Mercredi 24 novembre, les verts, les sociaux démocrates et les libéraux ont donc conclu un "contrat" de coalition intitulé "Oser plus de progrès. Alliance pour la liberté, la justice et la durabilité". Mais avant d'entrer dans le dur, les trois formations doivent encore obtenir le feu vert de leurs troupes. Les écologistes vont soumettre l'accord de coalition au vote de leurs membres tandis que les sociaux-démocrates et les libéraux organiseront un congrès pour obtenir le feu vert de leurs partis respectifs les 4 et 5 décembre. Le Bundestag devrait être en mesure de se réunir autour du 6 décembre pour élire le successeur d'Angela Merkel : Olaf Scholz deviendra ainsi le quatrième chancelier social-démocrate de l'Allemagne.
Les écologistes à l'environnement, à l'économie et aux affaires étrangères
Ce nouveau gouvernement se dote d’un super-ministère qui gérera à la fois l’économie et le climat. Il sera dirigé par l’actuel coprésident des Verts, Robert Habeck, qui deviendra aussi vice-chancelier. Les verts obtiennent par ailleurs les portefeuilles de l’environnement, de l’agriculture et de la famille.
En matière de politique étrangère, des changements sont à attendre avec la nomination de l’écologiste Annalena Baerbock à la tête de la diplomatie allemande. Les Verts ne cachent pas vouloir être moins conciliants que le fut Angela Merkel avec la Chine et la Russie notamment. La responsable écologiste a par ailleurs promis ce mercredi vouloir "revenir à une politique européenne souveraine".
Pour le Die Grünen, la priorité concerne la lutte contre le changement climatique : une sortie du charbon en 2030 soit 8 années plus tôt que prévu, une augmentation de la production d’énergies renouvelables qui devront constituer 80 % de l’électricité d’ici à 2030, contre 65 % initialement prévus.
Une Europe plus souveraine
Le mantra d’Emmanuel Macron sur la "souveraineté européenne" figure bel et bien dans le programme tripartite des Allemands, lesquels entendent contribuer à conforter "une Union Européenne plus stable démocratiquement, plus capable et plus souveraine sur le plan stratégique". "Nous voulons accroître la souveraineté stratégique de l’Europe, indique le document tripartite. Cela signifie avant tout établir sa propre capacité à agir dans un contexte global et être moins dépendant et vulnérable dans des domaines stratégiques importants."
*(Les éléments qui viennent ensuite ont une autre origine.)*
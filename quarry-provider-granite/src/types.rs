//! watsonx.ai `/ml/v1/text/generation` and `/ml/v1/text/embeddings` types.
//!
//! Granite models are served through IBM's watsonx.ai foundation-model
//! endpoints rather than a per-model API; every request carries a
//! `project_id` alongside the `model_id`.

use serde::{Deserialize, Serialize};

/// watsonx.ai text generation request body.
#[derive(Debug, Serialize)]
pub struct GraniteGenerateRequest {
    /// Model identifier (e.g. "ibm/granite-3-8b-instruct").
    pub model_id: String,
    /// The fully rendered prompt (watsonx has no chat message array; system
    /// prompt and conversation turns are flattened into one input string).
    pub input: String,
    /// watsonx project scoping this request.
    pub project_id: String,
    /// Generation parameters.
    pub parameters: GraniteParameters,
}

/// Generation parameters for a watsonx text generation request.
#[derive(Debug, Default, Serialize)]
pub struct GraniteParameters {
    /// Maximum number of tokens to generate.
    pub max_new_tokens: u32,
    /// Sampling temperature.
    #[serde(skip_serializing_if = "Option::is_none")]
    pub temperature: Option<f32>,
    /// Top-k sampling cutoff.
    #[serde(skip_serializing_if = "Option::is_none")]
    pub top_k: Option<u32>,
    /// Nucleus sampling cutoff.
    #[serde(skip_serializing_if = "Option::is_none")]
    pub top_p: Option<f32>,
    /// Repetition penalty.
    #[serde(skip_serializing_if = "Option::is_none")]
    pub repetition_penalty: Option<f32>,
}

/// watsonx.ai text generation response body.
#[derive(Debug, Deserialize)]
pub struct GraniteGenerateResponse {
    /// Model that generated the response.
    pub model_id: String,
    /// Generation results, one per input (always length 1 for this backend).
    pub results: Vec<GraniteGenerateResult>,
}

/// A single generation result.
#[derive(Debug, Deserialize)]
pub struct GraniteGenerateResult {
    /// The generated text.
    pub generated_text: String,
    /// Why generation stopped (e.g. "eos_token", "max_tokens").
    pub stop_reason: String,
    /// Number of tokens in the input.
    pub input_token_count: u64,
    /// Number of tokens generated.
    pub generated_token_count: u64,
}

/// watsonx.ai text embeddings request body.
#[derive(Debug, Serialize)]
pub struct GraniteEmbedRequest {
    /// Embedding model identifier (e.g. "ibm/granite-embedding-107m-multilingual").
    pub model_id: String,
    /// Texts to embed.
    pub inputs: Vec<String>,
    /// watsonx project scoping this request.
    pub project_id: String,
}

/// watsonx.ai text embeddings response body.
#[derive(Debug, Deserialize)]
pub struct GraniteEmbedResponse {
    /// Model that produced the embeddings.
    pub model_id: String,
    /// Embedding results, one per input string, in order.
    pub results: Vec<GraniteEmbedResult>,
    /// Total tokens across all inputs.
    #[serde(default)]
    pub input_token_count: Option<u64>,
}

/// A single embedding result.
#[derive(Debug, Deserialize)]
pub struct GraniteEmbedResult {
    /// The embedding vector.
    pub embedding: Vec<f32>,
}

/// One server-sent event from a streaming `/ml/v1/text/generation_stream`
/// call. Each event carries the same `results` shape as the non-streaming
/// response, scoped to just the tokens generated since the last event.
#[derive(Debug, Deserialize)]
pub struct GraniteStreamEvent {
    /// Incremental generation results for this event.
    #[serde(default)]
    pub results: Vec<GraniteStreamResult>,
}

/// A single incremental result within a streaming event.
#[derive(Debug, Deserialize)]
pub struct GraniteStreamResult {
    /// The text generated since the previous event.
    #[serde(default)]
    pub generated_text: String,
}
L’Allemagne de Scholz envisage toujours d’avancer à 27, mais ne s’interdit pas, sur certaines politiques, d’aller de l’avant avec un plus petit groupe d’États "si nécessaire". Ce que le président Macron propose depuis son élection, mais n’a jamais mis en œuvre.
Le SPD : les ministères du travail, des affaires sociales, de la défense, de la santé et du logement
Comme promis, le SPD obtient, entre autres, une hausse à 12 € du salaire horaire minimum, une refonte du système des allocations de chômage et prévoit un vaste programme de construction de logement, sur l’exemple de la ville de Hambourg, longtemps dirigée par Olaf Scholz, en personne.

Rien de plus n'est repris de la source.